Information given.

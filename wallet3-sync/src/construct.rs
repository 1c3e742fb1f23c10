//! Outgoing transaction construction: input selection, ring assembly and fee estimation.
//!
//! The constructor reads committed wallet state only, so it may run while blocks are being
//! applied. It never signs.

use std::cmp::Reverse;
use std::collections::{BTreeMap, HashSet};
use std::sync::Arc;

use futures::future::try_join_all;
use wallet3_config::{ConstructionConfig, SelectionPolicy};

use crate::decoys::DecoySelector;
use crate::error::{ConstructionError, DaemonError, DecoyError};
use crate::interface::{DaemonComms, WalletStorage};
use crate::keys::Address;
use crate::primitives::{DecoyOutput, Output};

use self::fees::{FeeParameters, TxShape};
use self::pending::{PendingTransaction, Ring, RingMember, TxDestination};

pub mod fees;
pub mod pending;

/// Rounds of decoy sampling per ring before giving up on locked or missing decoys
const MAX_DECOY_FETCH_ATTEMPTS: usize = 3;

/// Builds [`PendingTransaction`]s from the wallet's spendable outputs
#[derive(Debug)]
pub struct TransactionConstructor<S, D> {
    storage: Arc<S>,
    daemon: Arc<D>,
    decoy_selector: DecoySelector,
    blacklist: HashSet<u64>,
    fee_parameters: FeeParameters,
    config: ConstructionConfig,
}

impl<S, D> TransactionConstructor<S, D>
where
    S: WalletStorage,
    D: DaemonComms,
{
    /// Creates a constructor. Fee parameters are read from the daemon once, here, and are not
    /// refreshed by later builds; see [`TransactionConstructor::refresh_fee_parameters`].
    pub async fn new(
        storage: Arc<S>,
        daemon: Arc<D>,
        config: ConstructionConfig,
    ) -> Result<Self, ConstructionError> {
        let (fee_parameters, output_count) =
            futures::try_join!(daemon.get_fee_parameters(), daemon.get_output_count())?;
        tracing::info!(
            "Fee parameters: {} per byte, {} per output",
            fee_parameters.fee_per_byte,
            fee_parameters.fee_per_output
        );

        Ok(Self {
            storage,
            daemon,
            decoy_selector: DecoySelector::from_output_count(output_count),
            blacklist: HashSet::new(),
            fee_parameters,
            config,
        })
    }

    /// Fee rates in use
    pub fn fee_parameters(&self) -> FeeParameters {
        self.fee_parameters
    }

    /// Rereads the fee rates from the daemon
    pub async fn refresh_fee_parameters(&mut self) -> Result<FeeParameters, ConstructionError> {
        self.fee_parameters = self.daemon.get_fee_parameters().await?;
        Ok(self.fee_parameters)
    }

    /// The decoy selector and its current bound
    pub fn decoy_selector(&self) -> &DecoySelector {
        &self.decoy_selector
    }

    /// Builds a transaction paying `recipients`, with the remainder sent to `change`.
    ///
    /// The decoy range and the output blacklist are refreshed from the daemon first.
    pub async fn create_transaction(
        &mut self,
        recipients: Vec<TxDestination>,
        change: Address,
    ) -> Result<PendingTransaction, ConstructionError> {
        validate_recipients(&recipients)?;

        let (output_count, blacklist) = futures::try_join!(
            self.daemon.get_output_count(),
            self.daemon.get_output_blacklist()
        )?;
        self.decoy_selector.update_output_count(output_count);
        self.blacklist = blacklist.into_iter().collect();

        let mut ptx = PendingTransaction::new(recipients, change);
        self.select_inputs(&mut ptx)?;
        self.select_and_fetch_decoys(&mut ptx).await?;
        self.select_inputs_and_finalise(&mut ptx).await?;

        tracing::info!(
            "Built transaction with {} inputs paying {} plus fee {}, change {}",
            ptx.chosen_outputs().len(),
            ptx.sum_recipients(),
            ptx.fee(),
            ptx.change_amount()
        );
        Ok(ptx)
    }

    /// Adds spendable outputs, in policy order, until they cover the destinations and the
    /// estimated fee.
    pub fn select_inputs(&self, ptx: &mut PendingTransaction) -> Result<(), ConstructionError> {
        self.add_inputs(ptx, 0)
    }

    fn add_inputs(
        &self,
        ptx: &mut PendingTransaction,
        minimum_fee: u64,
    ) -> Result<(), ConstructionError> {
        let height = self.storage.last_scan_height()?;
        let chosen: HashSet<_> = ptx
            .chosen_outputs()
            .iter()
            .map(Output::key_image)
            .collect();
        let mut candidates: Vec<Output> = self
            .storage
            .available_outputs(height)?
            .into_iter()
            .filter(|output| !chosen.contains(&output.key_image()))
            .collect();
        sort_by_policy(&mut candidates, self.config.selection_policy);
        let mut candidates = candidates.into_iter();

        loop {
            let required = ptx
                .sum_recipients()
                .saturating_add(self.estimate_fee(ptx).max(minimum_fee));
            if ptx.sum_inputs() >= required {
                tracing::debug!(
                    "Selected {} inputs worth {} for {}",
                    ptx.chosen_outputs().len(),
                    ptx.sum_inputs(),
                    required
                );
                return Ok(());
            }
            match candidates.next() {
                Some(output) => ptx.push_input(output),
                None => {
                    return Err(ConstructionError::InsufficientFunds {
                        available: ptx.sum_inputs(),
                        required,
                    })
                }
            }
        }
    }

    /// Fetches a ring for every chosen input that has none yet. Rings are fetched concurrently.
    pub async fn select_and_fetch_decoys(
        &self,
        ptx: &mut PendingTransaction,
    ) -> Result<(), ConstructionError> {
        let mut exclude = self.blacklist.clone();
        exclude.extend(ptx.chosen_outputs().iter().map(Output::global_index));

        let inputs = ptx.inputs_without_ring().to_vec();
        let rings =
            try_join_all(inputs.iter().map(|input| self.fetch_ring(input, &exclude))).await?;
        ptx.push_rings(rings);
        Ok(())
    }

    async fn fetch_ring(
        &self,
        input: &Output,
        exclude: &HashSet<u64>,
    ) -> Result<Ring, ConstructionError> {
        let decoy_count = self.config.ring_size.saturating_sub(1);
        let mut exclude = exclude.clone();
        let mut decoys: BTreeMap<u64, DecoyOutput> = BTreeMap::new();
        let mut real = None;

        for _ in 0..MAX_DECOY_FETCH_ATTEMPTS {
            if decoys.len() == decoy_count && real.is_some() {
                break;
            }
            let picks = self
                .decoy_selector
                .select(decoy_count - decoys.len(), &exclude)?;
            let mut request: Vec<u64> = picks.iter().copied().collect();
            if real.is_none() {
                request.push(input.global_index());
            }
            let fetched = self.daemon.get_outputs(request).await?;
            exclude.extend(picks.iter().copied());

            for output in fetched {
                if output.global_index() == input.global_index() {
                    real = Some(output);
                } else if !picks.contains(&output.global_index()) {
                    tracing::warn!("Daemon returned unrequested output {}", output.global_index());
                } else if output.unlocked() {
                    decoys.insert(output.global_index(), output);
                } else {
                    tracing::debug!("Dropping locked decoy {}", output.global_index());
                }
            }
        }

        let real = real.ok_or(DaemonError::MissingOutputs {
            requested: 1,
            returned: 0,
        })?;
        if decoys.len() < decoy_count {
            return Err(DecoyError::NoDecoysAvailable {
                requested: decoy_count,
                excluded: exclude.len(),
                universe: self.decoy_selector.universe(),
            }
            .into());
        }

        let real = RingMember {
            key: input.key(),
            ..RingMember::from(real)
        };
        Ok(Ring::new(real, decoys.into_values().map(RingMember::from)))
    }

    /// Fee for the transaction as currently assembled. Exact ring offsets are used once every
    /// input has its ring.
    pub fn estimate_fee(&self, ptx: &PendingTransaction) -> u64 {
        let inputs = ptx.chosen_outputs().len();
        let key_offset_bytes = (ptx.rings().len() == inputs)
            .then(|| ptx.rings().iter().map(Ring::key_offset_bytes).sum());
        self.fee_parameters.fee(&TxShape {
            inputs,
            ring_size: self.config.ring_size,
            key_offset_bytes,
            outputs: ptx.output_count(),
            subaddress_destination: ptx.has_subaddress_destination(),
        })
    }

    /// Checks the fee still fits once the rings are attached, selecting more inputs (and their
    /// rings) when it does not. Fails when the fee is still not covered after
    /// `max_finalise_attempts` rounds of selection.
    ///
    /// An earlier ring using a newly selected input as a decoy is fetched again.
    pub async fn select_inputs_and_finalise(
        &self,
        ptx: &mut PendingTransaction,
    ) -> Result<(), ConstructionError> {
        let max_attempts = self.config.max_finalise_attempts;
        for attempt in 0..=max_attempts {
            if !ptx.inputs_without_ring().is_empty() {
                self.select_and_fetch_decoys(ptx).await?;
            }
            let fee = self.estimate_fee(ptx);
            if ptx.sum_inputs() >= ptx.sum_recipients().saturating_add(fee) {
                ptx.finalise(fee);
                return Ok(());
            }
            if attempt == max_attempts {
                break;
            }
            tracing::debug!(
                "Fee {} not covered by inputs after attempt {}, selecting more",
                fee,
                attempt
            );

            let already_chosen = ptx.chosen_outputs().len();
            self.add_inputs(ptx, fee)?;
            let added: HashSet<u64> = ptx.chosen_outputs()[already_chosen..]
                .iter()
                .map(Output::global_index)
                .collect();
            let dropped = ptx.discard_rings_using(&added);
            if dropped > 0 {
                tracing::debug!("Refetching {} rings that used a new input as decoy", dropped);
            }
        }

        Err(ConstructionError::FeeEstimationFailed {
            attempts: max_attempts,
        })
    }
}

fn validate_recipients(recipients: &[TxDestination]) -> Result<(), ConstructionError> {
    if recipients.is_empty() {
        return Err(ConstructionError::InvalidDestinations(
            "no recipients".to_string(),
        ));
    }
    if recipients.iter().any(|recipient| recipient.amount == 0) {
        return Err(ConstructionError::InvalidDestinations(
            "zero amount".to_string(),
        ));
    }
    recipients
        .iter()
        .try_fold(0u64, |sum, recipient| sum.checked_add(recipient.amount))
        .ok_or_else(|| ConstructionError::InvalidDestinations("amounts overflow".to_string()))?;
    Ok(())
}

fn sort_by_policy(outputs: &mut [Output], policy: SelectionPolicy) {
    match policy {
        SelectionPolicy::LargestFirst => outputs.sort_by_key(|output| {
            (
                Reverse(output.amount()),
                output.block_height(),
                output.global_index(),
            )
        }),
        SelectionPolicy::OldestFirst => outputs.sort_by_key(|output| {
            (
                output.block_height(),
                Reverse(output.amount()),
                output.global_index(),
            )
        }),
    }
}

Exercise details. Start at the first line of the material and transcribe each line exactly, stopping once the line containing "use crate::decoys::DecoySelector;" has been written.

Exercise output.
filename wallet3-sync/src/construct.rs
repository 1c3e742fb1f23c10
//! Outgoing transaction construction: input selection, ring assembly and fee estimation.
//!
//! The constructor reads committed wallet state only, so it may run while blocks are being
//! applied. It never signs.

use std::cmp::Reverse;
use std::collections::{BTreeMap, HashSet};
use std::sync::Arc;

use futures::future::try_join_all;
use wallet3_config::{ConstructionConfig, SelectionPolicy};

use crate::decoys::DecoySelector;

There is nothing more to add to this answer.